Plus de quarante ans après la découverte du virus du sida, une étude vient profondément changer notre compréhension de son mécanisme d’infection. Le VIH ne se contente pas d’entrer dans la cellule qu’il cible – le lymphocyte T CD4 – en se servant du récepteur membranaire CD4 comme simple point d’ancrage. Le virus reprogramme cette cellule immunitaire afin de faciliter son entrée dans le noyau pour y installer son matériel génétique et établir une infection durable.

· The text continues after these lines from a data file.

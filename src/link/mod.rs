//! The Bus Pirate binary SPI link.
//!
//! [`SpiLink`] turns a byte-oriented serial [`Transport`] into a
//! request/ack SPI-over-serial protocol: bulk transfers, chip-select-scoped
//! transfers, peripheral line control and SPI bus configuration.

pub(crate) mod bit_fields;
pub mod constants;
mod transport;

use std::thread::sleep;
use std::time::Duration;

pub use bit_fields::{OutputPins, SpiConfig};
pub use transport::{serial::SerialTransport, Transport};

use crate::error::{Error, Result};
use constants::{
    ACK, BITBANG_ENTRY_COUNT, BULK_TRANSFER_MAX, CMD_BULK_TRANSFER, CMD_CS_HIGH, CMD_CS_LOW,
    CMD_SET_OUTPUTS, CMD_SET_SPI_CONFIG, ENTER_SPI_MODE, HANDSHAKE_SETTLE_MS, MENU_RESET,
    MENU_UNWIND_COUNT, RESET, SPI_MODE_MARKER,
};

/// A partial update of the Bus Pirate's output lines.
///
/// Lines left as `None` retain their current level. Build one with the
/// chained setters:
/// ```
/// use nrf24bp::OutputUpdate;
/// let update = OutputUpdate::new().aux(false).cs(true);
/// ```
#[derive(Clone, Copy, Debug, Default)]
pub struct OutputUpdate {
    power: Option<bool>,
    pullup: Option<bool>,
    aux: Option<bool>,
    cs: Option<bool>,
}

impl OutputUpdate {
    /// An update that changes nothing.
    pub fn new() -> Self {
        Self::default()
    }

    /// Set the power supply line.
    pub fn power(mut self, level: bool) -> Self {
        self.power = Some(level);
        self
    }

    /// Set the pull-up line.
    pub fn pullup(mut self, level: bool) -> Self {
        self.pullup = Some(level);
        self
    }

    /// Set the AUX line.
    pub fn aux(mut self, level: bool) -> Self {
        self.aux = Some(level);
        self
    }

    /// Set the chip-select line.
    pub fn cs(mut self, level: bool) -> Self {
        self.cs = Some(level);
        self
    }

    fn apply(self, pins: OutputPins) -> OutputPins {
        pins.with_power(self.power.unwrap_or(pins.power()))
            .with_pullup(self.pullup.unwrap_or(pins.pullup()))
            .with_aux(self.aux.unwrap_or(pins.aux()))
            .with_cs(self.cs.unwrap_or(pins.cs()))
    }
}

/// A Bus Pirate in binary SPI mode.
///
/// The protocol is strictly sequential: one command in flight at a time,
/// each acknowledged before the next is issued. `&mut self` on every
/// operation enforces the single-owner model.
pub struct SpiLink<T: Transport> {
    transport: T,
    outputs: OutputPins,
    spi_config: SpiConfig,
}

impl<T: Transport> SpiLink<T> {
    /// Reset the Bus Pirate and drive it into binary SPI mode.
    ///
    /// Fails with [`Error::LinkInit`] if the response does not end with the
    /// `"SPI1"` marker. On success all output lines are deasserted.
    pub fn open(mut transport: T) -> Result<Self> {
        transport.write(&RESET)?;
        transport.flush()?;
        sleep(Duration::from_millis(HANDSHAKE_SETTLE_MS));

        let mut unwind = b"\r\n".repeat(MENU_UNWIND_COUNT);
        unwind.push(MENU_RESET);
        transport.write(&unwind)?;
        sleep(Duration::from_millis(HANDSHAKE_SETTLE_MS));

        let mut entry = vec![0u8; BITBANG_ENTRY_COUNT];
        entry.push(ENTER_SPI_MODE);
        transport.write(&entry)?;
        transport.flush()?;
        sleep(Duration::from_millis(HANDSHAKE_SETTLE_MS));

        // The reset banner and echoed prompts can run long; keep reading
        // until the port goes quiet, the marker is the tail of it all.
        let mut response = Vec::new();
        let mut chunk = [0u8; 256];
        loop {
            let len = transport.drain(&mut chunk, HANDSHAKE_SETTLE_MS as u32)?;
            if len == 0 {
                break;
            }
            response.extend_from_slice(&chunk[..len]);
        }
        if response.len() < SPI_MODE_MARKER.len()
            || response[response.len() - SPI_MODE_MARKER.len()..] != SPI_MODE_MARKER[..]
        {
            return Err(Error::LinkInit);
        }
        log::debug!("Bus Pirate entered binary SPI mode");

        Ok(Self {
            transport,
            outputs: OutputPins::new(),
            spi_config: SpiConfig::new(),
        })
    }

    /// The current output line levels.
    pub fn outputs(&self) -> OutputPins {
        self.outputs
    }

    /// The current SPI bus configuration.
    pub fn spi_config(&self) -> SpiConfig {
        self.spi_config
    }

    /// Apply a (possibly partial) output line update.
    ///
    /// Local state is only updated once the Bus Pirate acks the command.
    pub fn set_outputs(&mut self, update: OutputUpdate) -> Result<()> {
        let pins = update.apply(self.outputs);
        self.transport
            .write(&[CMD_SET_OUTPUTS | pins.into_bits()])?;
        self.read_ack()?;
        self.outputs = pins;
        Ok(())
    }

    /// Configure the SPI bus (output drive, clock polarity/edge, sample phase).
    pub fn set_spi_config(&mut self, config: SpiConfig) -> Result<()> {
        self.transport
            .write(&[CMD_SET_SPI_CONFIG | config.into_bits()])?;
        self.read_ack()?;
        self.spi_config = config;
        Ok(())
    }

    /// Clock `max(data.len(), size)` bytes over the bus without touching
    /// chip-select, zero-padding `data` as needed.
    ///
    /// Returns the bytes read back, one per byte clocked out.
    pub fn transfer(&mut self, data: &[u8], size: usize) -> Result<Vec<u8>> {
        let size = data.len().max(size);
        let frame = Self::bulk_frame(data, size)?;
        self.transport.write(&frame)?;
        self.transport.flush()?;

        let mut response = vec![0u8; size + 1];
        self.transport.read(&mut response)?;
        log::trace!("transfer {:02X?} -> {:02X?}", frame, response);
        Self::expect_ack(response[0])?;
        response.remove(0);
        Ok(response)
    }

    /// Assert chip-select, [`transfer`](Self::transfer), deassert chip-select,
    /// issued as one composite command to save serial round trips.
    ///
    /// The response carries three framing bytes (positions 0, 1 and last);
    /// all must be the ack value.
    pub fn cs_transfer(&mut self, data: &[u8], size: usize) -> Result<Vec<u8>> {
        let size = data.len().max(size);
        let mut frame = vec![CMD_CS_LOW];
        frame.extend_from_slice(&Self::bulk_frame(data, size)?);
        frame.push(CMD_CS_HIGH);
        self.transport.write(&frame)?;
        self.transport.flush()?;

        let mut response = vec![0u8; size + 3];
        self.transport.read(&mut response)?;
        log::trace!("cs_transfer {:02X?} -> {:02X?}", frame, response);
        Self::expect_ack(response[0])?;
        Self::expect_ack(response[1])?;
        Self::expect_ack(response[size + 2])?;
        Ok(response[2..size + 2].to_vec())
    }

    /// Leave binary mode and reset the Bus Pirate, returning the transport.
    pub fn close(mut self) -> Result<T> {
        self.transport.write(&RESET)?;
        self.transport.flush()?;
        Ok(self.transport)
    }

    /// A bulk transfer command header plus zero-padded data.
    fn bulk_frame(data: &[u8], size: usize) -> Result<Vec<u8>> {
        if size == 0 || size > BULK_TRANSFER_MAX {
            return Err(Error::TransferSize(size));
        }
        let mut frame = Vec::with_capacity(size + 1);
        frame.push(CMD_BULK_TRANSFER | (size as u8 - 1));
        frame.extend_from_slice(data);
        frame.resize(size + 1, 0);
        Ok(frame)
    }

    fn read_ack(&mut self) -> Result<()> {
        let mut ack = [0u8; 1];
        self.transport.read(&mut ack)?;
        Self::expect_ack(ack[0])
    }

    fn expect_ack(byte: u8) -> Result<()> {
        if byte != ACK {
            return Err(Error::Protocol(byte));
        }
        Ok(())
    }
}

Dans les tissus lymphoïdes – ganglions lymphatiques, rate, muqueuses –, les lymphocytes infectés et non infectés coexistent, entassés les uns contre les autres. Le VIH exploite ce riche environnement cellulaire en se propageant d’une cellule à l’autre via des structures appelées « synapses virologiques », zones de contact où l’enveloppe du virus jouxte celle de la cellule cible.
Dans cette nouvelle étude, publiée dans Nature le 6 mai, les chercheurs montrent que le simple contact entre une cellule infectée et une cellule cible déclenche une cascade de signaux qui modifient le fonctionnement des pores nucléaires, ces ouvertures de l’enveloppe du noyau qui filtrent ce qui y entre ou en sort.